■ Activity ■
Filter the entries down to the lines containing "Parser", and copy those lines.

Stored data entries:

────────────────────

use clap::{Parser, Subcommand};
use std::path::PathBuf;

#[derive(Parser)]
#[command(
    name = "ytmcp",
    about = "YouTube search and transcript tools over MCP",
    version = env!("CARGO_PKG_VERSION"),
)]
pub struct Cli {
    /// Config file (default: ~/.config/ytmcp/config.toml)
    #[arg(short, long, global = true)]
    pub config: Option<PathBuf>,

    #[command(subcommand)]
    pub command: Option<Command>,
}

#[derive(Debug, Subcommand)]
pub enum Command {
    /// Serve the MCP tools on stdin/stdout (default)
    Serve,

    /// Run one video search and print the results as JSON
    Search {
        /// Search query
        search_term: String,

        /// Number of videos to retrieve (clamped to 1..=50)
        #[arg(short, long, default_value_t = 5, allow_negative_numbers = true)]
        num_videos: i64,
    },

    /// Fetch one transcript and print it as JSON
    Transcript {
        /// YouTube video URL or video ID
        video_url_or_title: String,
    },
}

────────────────────

■ Result of the exercise ■
use clap::{Parser, Subcommand};
#[derive(Parser)]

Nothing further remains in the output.